> _Exercise instructions_: From the listing below, set down exactly the lines between the one holding "data.get(offset).map(|&b| b as i8)" and the one holding "fields filled in.", inclusive. No other line is wanted.

> _The records_:
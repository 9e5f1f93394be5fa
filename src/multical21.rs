// multical21.rs - Kamstrup Multical 21 water meter data parsing

use std::fmt;

use chrono::{DateTime, Utc};

use crate::*;

/// Shortest plaintext we try to parse at all.
pub const MIN_PAYLOAD_LEN: usize = 10;
// Plaintext byte 2: 0x78 marks a long frame, anything else is compact
const FORMAT_MARKER_OFFSET: usize = 2;
const LONG_FRAME_MARKER: u8 = 0x78;

#[derive(Clone, Copy, Debug, PartialEq, Eq, Hash, Serialize, Deserialize)]
#[serde(rename_all = "lowercase")]
pub enum FrameFormat {
    Compact,
    Long,
}

impl FrameFormat {
    pub fn detect(plaintext: &[u8]) -> Self {
        match plaintext.get(FORMAT_MARKER_OFFSET) {
            Some(&LONG_FRAME_MARKER) => Self::Long,
            _ => Self::Compact,
        }
    }

    pub const fn layout(&self) -> &'static FieldLayout {
        match self {
            Self::Compact => &COMPACT_LAYOUT,
            Self::Long => &LONG_LAYOUT,
        }
    }
}

impl fmt::Display for FrameFormat {
    fn fmt(&self, f: &mut fmt::Formatter<'_>) -> fmt::Result {
        f.write_str(match self {
            Self::Compact => "compact",
            Self::Long => "long",
        })
    }
}

/// Plaintext offsets of the meter fields for one frame format.
#[derive(Clone, Copy, Debug, PartialEq, Eq)]
pub struct FieldLayout {
    pub status: usize,
    pub total: usize,
    pub target: usize,
    pub flow_temp: usize,
    pub ambient_temp: usize,
}

pub const COMPACT_LAYOUT: FieldLayout = FieldLayout {
    status: 7,
    total: 9,
    target: 13,
    flow_temp: 17,
    ambient_temp: 18,
};

pub const LONG_LAYOUT: FieldLayout = FieldLayout {
    status: 6,
    total: 10,
    target: 16,
    flow_temp: 22,
    ambient_temp: 25,
};

/// Meter info code.
#[derive(Clone, Copy, Debug, PartialEq, Eq)]
pub enum MeterStatus {
    Normal,
    Dry,
    Reverse,
    Leak,
    Burst,
    Code(u8),
}

impl From<u8> for MeterStatus {
    fn from(code: u8) -> Self {
        match code {
            0x00 => Self::Normal,
            0x01 => Self::Dry,
            0x02 => Self::Reverse,
            0x04 => Self::Leak,
            0x08 => Self::Burst,
            other => Self::Code(other),
        }
    }
}

impl fmt::Display for MeterStatus {
    fn fmt(&self, f: &mut fmt::Formatter<'_>) -> fmt::Result {
        match self {
            Self::Normal => f.write_str("normal"),
            Self::Dry => f.write_str("dry"),
            Self::Reverse => f.write_str("reverse"),
            Self::Leak => f.write_str("leak"),
            Self::Burst => f.write_str("burst"),
            Self::Code(code) => write!(f, "code_0x{code:02x}"),
        }
    }
}

impl Serialize for MeterStatus {
    fn serialize<S: serde::Serializer>(&self, serializer: S) -> Result<S::Ok, S::Error> {
        serializer.collect_str(self)
    }
}

/// One decoded telegram. Fields that did not fit in the plaintext are `None`.
#[derive(Clone, Debug, PartialEq, Serialize)]
pub struct MeterReading {
    pub meter_id: Option<MeterIdentity>,
    pub total_m3: Option<f64>,
    pub target_m3: Option<f64>,
    pub flow_temp_c: Option<i8>,
    pub ambient_temp_c: Option<i8>,
    pub status: Option<MeterStatus>,
    pub format: FrameFormat,
    pub frame_marker: u8,
    pub plaintext_len: usize,
    pub valid: bool,
    pub timestamp: DateTime<Utc>,
}

fn volume_m3(data: &[u8], offset: usize) -> Option<f64> {
    let bytes: [u8; 4] = data.get(offset..offset + 4)?.try_into().ok()?;
    Some(u32::from_le_bytes(bytes) as f64 / 1000.0)
}

fn temperature_c(data: &[u8], offset: usize) -> Option<i8> {
    data.get(offset).map(|&b| b as i8)
}

/// Parse decrypted Multical 21 payload into a MeterReading.
///
/// Below [`MIN_PAYLOAD_LEN`] bytes nothing is produced. Above it, every
/// field is read only if it fits, so a short plaintext still gives a valid
/// reading with the leading fields filled in.
pub fn parse_multical21(data: &[u8]) -> Result<MeterReading, FrameError> {
    if data.len() < MIN_PAYLOAD_LEN {
        warn!("Multical21: Plaintext too short ({} bytes)", data.len());
        return Err(FrameError::PayloadTooShort(data.len()));
    }

    let format = FrameFormat::detect(data);
    let frame_marker = data[FORMAT_MARKER_OFFSET];
    let layout = format.layout();
    debug!(
        "Multical21: {} frame (marker=0x{:02X}, {} bytes): {:02X?}",
        format,
        frame_marker,
        data.len(),
        data
    );

    let reading = MeterReading {
        meter_id: None,
        total_m3: volume_m3(data, layout.total),
        target_m3: volume_m3(data, layout.target),
        flow_temp_c: temperature_c(data, layout.flow_temp),
        ambient_temp_c: temperature_c(data, layout.ambient_temp),
        status: data.get(layout.status).map(|&code| MeterStatus::from(code)),
        format,
        frame_marker,
        plaintext_len: data.len(),
        valid: true,
        timestamp: Utc::now(),
    };

    info!(
        "Multical21 ({}): total={:?}m3 target={:?}m3 flow={:?}°C ambient={:?}°C status={}",
        reading.format,
        reading.total_m3,
        reading.target_m3,
        reading.flow_temp_c,
        reading.ambient_temp_c,
        reading
            .status
            .map_or_else(|| "unknown".to_string(), |s| s.to_string())
    );

    Ok(reading)
}


// EOF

> _Problem solution_:
    data.get(offset).map(|&b| b as i8)
}

/// Parse decrypted Multical 21 payload into a MeterReading.
///
/// Below [`MIN_PAYLOAD_LEN`] bytes nothing is produced. Above it, every
/// field is read only if it fits, so a short plaintext still gives a valid
/// reading with the leading fields filled in.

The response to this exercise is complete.